== Segment start ==

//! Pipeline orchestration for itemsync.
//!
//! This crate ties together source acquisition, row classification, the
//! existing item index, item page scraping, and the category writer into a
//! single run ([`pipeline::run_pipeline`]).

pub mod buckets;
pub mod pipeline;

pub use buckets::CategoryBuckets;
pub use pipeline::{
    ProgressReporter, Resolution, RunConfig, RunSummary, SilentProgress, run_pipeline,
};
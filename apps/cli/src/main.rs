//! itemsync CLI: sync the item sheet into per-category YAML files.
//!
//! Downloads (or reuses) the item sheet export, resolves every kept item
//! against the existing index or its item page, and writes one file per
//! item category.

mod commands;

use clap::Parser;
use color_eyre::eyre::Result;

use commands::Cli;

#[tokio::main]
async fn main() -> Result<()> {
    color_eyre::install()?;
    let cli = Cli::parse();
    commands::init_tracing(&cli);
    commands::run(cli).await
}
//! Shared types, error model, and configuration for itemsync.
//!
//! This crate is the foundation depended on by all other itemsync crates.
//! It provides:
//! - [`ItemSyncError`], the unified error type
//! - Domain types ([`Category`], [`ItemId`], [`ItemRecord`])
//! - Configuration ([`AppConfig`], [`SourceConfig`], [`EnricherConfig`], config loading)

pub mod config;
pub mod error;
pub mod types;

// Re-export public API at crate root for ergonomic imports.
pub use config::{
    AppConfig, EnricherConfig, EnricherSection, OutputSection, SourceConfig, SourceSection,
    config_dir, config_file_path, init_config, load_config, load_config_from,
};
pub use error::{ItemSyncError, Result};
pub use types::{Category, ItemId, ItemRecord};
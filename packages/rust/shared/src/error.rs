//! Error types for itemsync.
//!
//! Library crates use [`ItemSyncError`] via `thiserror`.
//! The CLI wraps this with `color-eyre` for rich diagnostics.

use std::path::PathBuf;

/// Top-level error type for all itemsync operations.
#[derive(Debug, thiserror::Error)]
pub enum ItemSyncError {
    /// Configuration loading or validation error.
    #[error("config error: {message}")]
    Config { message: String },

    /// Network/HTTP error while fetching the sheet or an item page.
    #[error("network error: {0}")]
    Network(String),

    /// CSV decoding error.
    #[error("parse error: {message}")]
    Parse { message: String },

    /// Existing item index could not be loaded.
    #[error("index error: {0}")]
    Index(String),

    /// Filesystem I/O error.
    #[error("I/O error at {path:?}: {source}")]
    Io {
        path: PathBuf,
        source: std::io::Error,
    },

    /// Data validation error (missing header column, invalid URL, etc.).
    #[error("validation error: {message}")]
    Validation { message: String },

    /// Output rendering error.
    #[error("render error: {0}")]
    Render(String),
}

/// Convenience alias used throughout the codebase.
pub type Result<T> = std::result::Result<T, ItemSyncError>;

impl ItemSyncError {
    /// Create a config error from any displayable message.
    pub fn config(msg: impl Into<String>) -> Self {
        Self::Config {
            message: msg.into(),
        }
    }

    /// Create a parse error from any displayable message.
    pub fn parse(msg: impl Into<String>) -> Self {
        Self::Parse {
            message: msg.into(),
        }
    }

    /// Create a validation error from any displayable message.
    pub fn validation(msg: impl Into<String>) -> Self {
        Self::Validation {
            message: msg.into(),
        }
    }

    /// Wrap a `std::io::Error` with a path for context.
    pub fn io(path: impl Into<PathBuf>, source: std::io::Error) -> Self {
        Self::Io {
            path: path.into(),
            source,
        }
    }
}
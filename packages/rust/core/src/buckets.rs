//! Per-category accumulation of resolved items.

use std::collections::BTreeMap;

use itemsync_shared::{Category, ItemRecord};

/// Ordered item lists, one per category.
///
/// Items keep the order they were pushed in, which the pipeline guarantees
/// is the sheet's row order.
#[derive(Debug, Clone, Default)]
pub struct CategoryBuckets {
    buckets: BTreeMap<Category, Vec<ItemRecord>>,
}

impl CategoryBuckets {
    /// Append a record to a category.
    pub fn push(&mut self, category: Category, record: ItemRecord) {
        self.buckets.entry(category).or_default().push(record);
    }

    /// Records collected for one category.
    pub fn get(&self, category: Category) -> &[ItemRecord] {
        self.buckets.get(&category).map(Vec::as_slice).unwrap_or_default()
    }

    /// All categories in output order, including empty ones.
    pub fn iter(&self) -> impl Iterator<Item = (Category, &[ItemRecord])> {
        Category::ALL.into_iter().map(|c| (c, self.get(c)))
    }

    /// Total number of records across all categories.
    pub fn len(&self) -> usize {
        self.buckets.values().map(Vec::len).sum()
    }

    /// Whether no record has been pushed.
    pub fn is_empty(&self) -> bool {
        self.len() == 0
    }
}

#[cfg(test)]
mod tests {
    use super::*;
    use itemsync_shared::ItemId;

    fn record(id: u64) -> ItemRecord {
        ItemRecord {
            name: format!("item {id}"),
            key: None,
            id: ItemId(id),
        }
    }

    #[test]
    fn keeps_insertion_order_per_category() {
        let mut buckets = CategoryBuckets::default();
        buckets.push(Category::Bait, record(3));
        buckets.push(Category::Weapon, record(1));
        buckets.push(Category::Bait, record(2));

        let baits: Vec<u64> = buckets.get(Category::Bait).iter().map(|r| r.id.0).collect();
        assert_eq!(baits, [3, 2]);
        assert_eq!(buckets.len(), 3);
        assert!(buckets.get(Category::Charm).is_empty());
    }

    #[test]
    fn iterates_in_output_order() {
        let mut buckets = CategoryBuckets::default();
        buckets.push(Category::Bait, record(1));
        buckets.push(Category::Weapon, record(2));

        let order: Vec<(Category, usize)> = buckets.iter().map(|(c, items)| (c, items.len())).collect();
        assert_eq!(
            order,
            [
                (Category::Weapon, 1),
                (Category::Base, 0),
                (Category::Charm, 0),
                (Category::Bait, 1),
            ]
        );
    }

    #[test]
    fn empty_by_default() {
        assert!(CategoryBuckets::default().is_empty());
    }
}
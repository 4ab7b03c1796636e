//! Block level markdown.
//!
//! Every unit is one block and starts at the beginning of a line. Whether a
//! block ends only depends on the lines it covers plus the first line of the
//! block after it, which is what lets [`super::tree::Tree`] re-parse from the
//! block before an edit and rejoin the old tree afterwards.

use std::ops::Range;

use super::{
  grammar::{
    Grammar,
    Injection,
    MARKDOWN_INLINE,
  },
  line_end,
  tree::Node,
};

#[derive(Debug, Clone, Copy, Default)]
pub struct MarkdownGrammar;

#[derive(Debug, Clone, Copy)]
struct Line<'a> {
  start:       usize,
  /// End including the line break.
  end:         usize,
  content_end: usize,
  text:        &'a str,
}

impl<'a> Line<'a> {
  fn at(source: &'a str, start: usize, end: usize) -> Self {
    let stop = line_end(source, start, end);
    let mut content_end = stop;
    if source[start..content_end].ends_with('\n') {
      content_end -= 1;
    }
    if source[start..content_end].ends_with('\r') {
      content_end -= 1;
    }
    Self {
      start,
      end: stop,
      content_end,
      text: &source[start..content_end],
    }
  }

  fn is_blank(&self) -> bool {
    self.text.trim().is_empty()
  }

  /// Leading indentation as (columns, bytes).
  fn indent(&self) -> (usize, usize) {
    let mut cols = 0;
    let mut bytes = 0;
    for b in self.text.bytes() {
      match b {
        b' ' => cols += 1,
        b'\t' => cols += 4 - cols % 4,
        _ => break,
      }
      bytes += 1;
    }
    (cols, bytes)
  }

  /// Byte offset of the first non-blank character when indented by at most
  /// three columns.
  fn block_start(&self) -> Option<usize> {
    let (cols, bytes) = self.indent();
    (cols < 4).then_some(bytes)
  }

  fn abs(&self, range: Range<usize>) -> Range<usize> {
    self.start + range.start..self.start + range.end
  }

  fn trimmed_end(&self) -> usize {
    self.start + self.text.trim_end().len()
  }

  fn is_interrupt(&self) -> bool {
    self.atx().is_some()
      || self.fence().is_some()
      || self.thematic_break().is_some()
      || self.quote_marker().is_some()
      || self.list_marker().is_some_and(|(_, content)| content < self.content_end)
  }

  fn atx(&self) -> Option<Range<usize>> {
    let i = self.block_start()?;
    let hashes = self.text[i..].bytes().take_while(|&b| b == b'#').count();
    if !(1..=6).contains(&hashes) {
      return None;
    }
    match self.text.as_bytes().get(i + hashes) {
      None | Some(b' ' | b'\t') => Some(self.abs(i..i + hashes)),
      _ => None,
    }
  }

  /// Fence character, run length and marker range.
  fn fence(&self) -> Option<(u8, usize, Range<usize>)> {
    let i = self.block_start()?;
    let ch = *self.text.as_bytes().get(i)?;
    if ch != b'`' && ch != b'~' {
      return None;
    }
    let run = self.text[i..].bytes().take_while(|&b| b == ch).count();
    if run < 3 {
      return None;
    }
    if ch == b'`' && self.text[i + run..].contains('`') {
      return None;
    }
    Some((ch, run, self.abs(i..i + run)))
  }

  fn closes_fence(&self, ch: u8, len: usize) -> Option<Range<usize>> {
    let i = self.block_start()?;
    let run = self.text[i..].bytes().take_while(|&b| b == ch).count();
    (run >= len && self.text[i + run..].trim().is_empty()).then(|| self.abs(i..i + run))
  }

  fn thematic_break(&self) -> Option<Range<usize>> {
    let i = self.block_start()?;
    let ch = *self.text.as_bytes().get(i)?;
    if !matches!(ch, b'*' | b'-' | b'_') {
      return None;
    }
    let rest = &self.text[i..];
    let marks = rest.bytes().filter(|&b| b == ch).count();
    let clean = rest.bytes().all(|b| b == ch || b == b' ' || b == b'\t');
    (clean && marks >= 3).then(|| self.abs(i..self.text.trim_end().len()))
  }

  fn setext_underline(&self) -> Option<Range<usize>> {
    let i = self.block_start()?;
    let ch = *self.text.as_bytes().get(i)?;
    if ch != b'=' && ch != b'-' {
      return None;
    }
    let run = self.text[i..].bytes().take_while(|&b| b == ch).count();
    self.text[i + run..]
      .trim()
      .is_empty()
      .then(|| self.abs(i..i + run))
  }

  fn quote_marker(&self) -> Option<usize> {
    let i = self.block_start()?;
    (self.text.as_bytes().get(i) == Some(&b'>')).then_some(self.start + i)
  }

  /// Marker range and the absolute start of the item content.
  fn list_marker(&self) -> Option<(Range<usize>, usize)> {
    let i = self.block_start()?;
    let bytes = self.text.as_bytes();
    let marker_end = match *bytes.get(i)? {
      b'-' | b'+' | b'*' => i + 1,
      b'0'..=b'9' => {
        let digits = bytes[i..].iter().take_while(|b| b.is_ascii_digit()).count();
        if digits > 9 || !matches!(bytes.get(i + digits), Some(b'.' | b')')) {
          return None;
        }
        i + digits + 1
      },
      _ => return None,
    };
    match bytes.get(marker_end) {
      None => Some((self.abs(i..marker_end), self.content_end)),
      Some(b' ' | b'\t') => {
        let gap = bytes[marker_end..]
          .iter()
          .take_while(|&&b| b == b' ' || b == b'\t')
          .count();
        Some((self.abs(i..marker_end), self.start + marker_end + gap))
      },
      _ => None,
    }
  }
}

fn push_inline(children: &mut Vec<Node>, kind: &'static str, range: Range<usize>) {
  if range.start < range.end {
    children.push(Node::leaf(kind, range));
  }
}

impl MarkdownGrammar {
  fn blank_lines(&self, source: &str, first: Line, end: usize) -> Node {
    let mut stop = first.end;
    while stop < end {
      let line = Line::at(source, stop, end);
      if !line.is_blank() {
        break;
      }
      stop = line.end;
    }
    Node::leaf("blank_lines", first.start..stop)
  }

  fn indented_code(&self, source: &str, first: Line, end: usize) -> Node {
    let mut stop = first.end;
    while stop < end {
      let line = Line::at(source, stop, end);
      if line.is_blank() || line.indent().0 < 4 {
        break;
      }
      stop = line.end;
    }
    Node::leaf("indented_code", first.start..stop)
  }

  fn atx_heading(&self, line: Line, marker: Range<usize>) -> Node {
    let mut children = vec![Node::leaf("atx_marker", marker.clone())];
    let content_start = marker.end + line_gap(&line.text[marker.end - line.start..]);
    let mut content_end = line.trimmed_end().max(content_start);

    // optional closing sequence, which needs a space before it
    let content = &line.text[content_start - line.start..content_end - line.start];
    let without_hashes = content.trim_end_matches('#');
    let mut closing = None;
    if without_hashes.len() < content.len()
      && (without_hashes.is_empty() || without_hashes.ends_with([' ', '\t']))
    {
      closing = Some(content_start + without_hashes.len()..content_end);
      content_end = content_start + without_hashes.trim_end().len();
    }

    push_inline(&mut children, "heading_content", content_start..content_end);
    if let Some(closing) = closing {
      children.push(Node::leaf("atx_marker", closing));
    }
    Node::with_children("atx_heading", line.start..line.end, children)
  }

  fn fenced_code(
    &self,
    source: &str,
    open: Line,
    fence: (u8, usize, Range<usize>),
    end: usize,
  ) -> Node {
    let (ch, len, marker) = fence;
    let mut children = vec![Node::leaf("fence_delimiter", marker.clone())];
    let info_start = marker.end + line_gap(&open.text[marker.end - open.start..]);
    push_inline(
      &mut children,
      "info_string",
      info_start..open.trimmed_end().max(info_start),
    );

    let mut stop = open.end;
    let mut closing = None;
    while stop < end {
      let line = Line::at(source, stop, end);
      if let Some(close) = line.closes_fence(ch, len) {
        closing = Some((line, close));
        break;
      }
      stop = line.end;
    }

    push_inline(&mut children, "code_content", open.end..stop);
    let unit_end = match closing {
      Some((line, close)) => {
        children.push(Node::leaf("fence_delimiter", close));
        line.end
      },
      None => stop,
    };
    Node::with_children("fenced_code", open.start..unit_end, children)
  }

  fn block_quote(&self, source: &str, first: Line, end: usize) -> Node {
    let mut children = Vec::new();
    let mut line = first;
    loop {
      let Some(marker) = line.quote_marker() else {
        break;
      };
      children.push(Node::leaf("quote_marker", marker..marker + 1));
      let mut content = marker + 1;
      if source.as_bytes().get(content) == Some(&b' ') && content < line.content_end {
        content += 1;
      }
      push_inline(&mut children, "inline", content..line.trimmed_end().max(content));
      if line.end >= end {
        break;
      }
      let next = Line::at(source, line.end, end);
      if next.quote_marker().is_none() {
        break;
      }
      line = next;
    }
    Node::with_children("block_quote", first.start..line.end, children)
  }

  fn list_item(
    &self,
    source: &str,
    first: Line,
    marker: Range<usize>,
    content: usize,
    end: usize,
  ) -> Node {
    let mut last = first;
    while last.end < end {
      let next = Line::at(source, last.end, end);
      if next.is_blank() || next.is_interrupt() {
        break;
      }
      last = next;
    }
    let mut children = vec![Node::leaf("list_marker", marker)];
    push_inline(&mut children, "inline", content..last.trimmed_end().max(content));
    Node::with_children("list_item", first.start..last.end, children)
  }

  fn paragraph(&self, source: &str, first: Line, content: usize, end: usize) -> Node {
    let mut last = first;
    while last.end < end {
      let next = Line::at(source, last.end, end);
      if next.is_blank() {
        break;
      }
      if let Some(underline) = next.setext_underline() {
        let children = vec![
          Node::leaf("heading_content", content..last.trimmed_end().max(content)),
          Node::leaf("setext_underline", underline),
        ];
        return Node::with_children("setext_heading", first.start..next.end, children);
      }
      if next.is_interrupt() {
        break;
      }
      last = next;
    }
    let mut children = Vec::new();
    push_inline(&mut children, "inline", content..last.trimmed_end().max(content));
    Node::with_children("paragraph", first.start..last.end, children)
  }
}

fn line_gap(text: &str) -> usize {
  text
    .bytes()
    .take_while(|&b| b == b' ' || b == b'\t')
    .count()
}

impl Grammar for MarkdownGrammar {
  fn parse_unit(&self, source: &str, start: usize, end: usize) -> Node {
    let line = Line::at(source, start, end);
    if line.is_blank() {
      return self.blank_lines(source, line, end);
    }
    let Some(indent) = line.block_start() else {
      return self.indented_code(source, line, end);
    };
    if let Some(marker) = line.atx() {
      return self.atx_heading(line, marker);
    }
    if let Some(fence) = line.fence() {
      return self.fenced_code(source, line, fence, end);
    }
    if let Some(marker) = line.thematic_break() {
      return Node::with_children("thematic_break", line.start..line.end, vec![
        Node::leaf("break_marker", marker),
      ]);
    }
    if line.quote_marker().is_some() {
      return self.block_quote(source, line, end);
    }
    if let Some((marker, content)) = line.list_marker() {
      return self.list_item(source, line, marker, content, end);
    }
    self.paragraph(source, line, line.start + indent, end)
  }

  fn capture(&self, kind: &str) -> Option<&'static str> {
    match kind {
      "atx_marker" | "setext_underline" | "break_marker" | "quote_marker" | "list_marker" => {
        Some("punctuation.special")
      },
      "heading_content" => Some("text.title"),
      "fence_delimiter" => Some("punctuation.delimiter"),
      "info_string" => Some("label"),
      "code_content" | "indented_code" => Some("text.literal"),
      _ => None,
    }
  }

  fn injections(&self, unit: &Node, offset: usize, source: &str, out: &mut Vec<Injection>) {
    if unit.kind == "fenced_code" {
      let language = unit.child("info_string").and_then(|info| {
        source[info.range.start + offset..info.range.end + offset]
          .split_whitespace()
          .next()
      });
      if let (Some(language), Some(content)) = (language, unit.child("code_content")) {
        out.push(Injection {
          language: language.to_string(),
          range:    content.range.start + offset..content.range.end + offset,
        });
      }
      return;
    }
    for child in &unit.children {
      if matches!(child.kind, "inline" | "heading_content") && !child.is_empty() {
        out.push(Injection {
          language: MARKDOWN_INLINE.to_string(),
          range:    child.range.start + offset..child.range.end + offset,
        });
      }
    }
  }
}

== Segment end ==

• _REQUIRED ACTION_
The lines to copy run from the start of the records above through the line holding "filename apps/cli/src/main.rs"; give them exactly, both ends included, and nothing else.

• _RESULT OF THE EXERCISE_
//! Pipeline orchestration for itemsync.
//!
//! This crate ties together source acquisition, row classification, the
//! existing item index, item page scraping, and the category writer into a
//! single run ([`pipeline::run_pipeline`]).

pub mod buckets;
pub mod pipeline;

pub use buckets::CategoryBuckets;
pub use pipeline::{
    ProgressReporter, Resolution, RunConfig, RunSummary, SilentProgress, run_pipeline,
};
filename apps/cli/src/main.rs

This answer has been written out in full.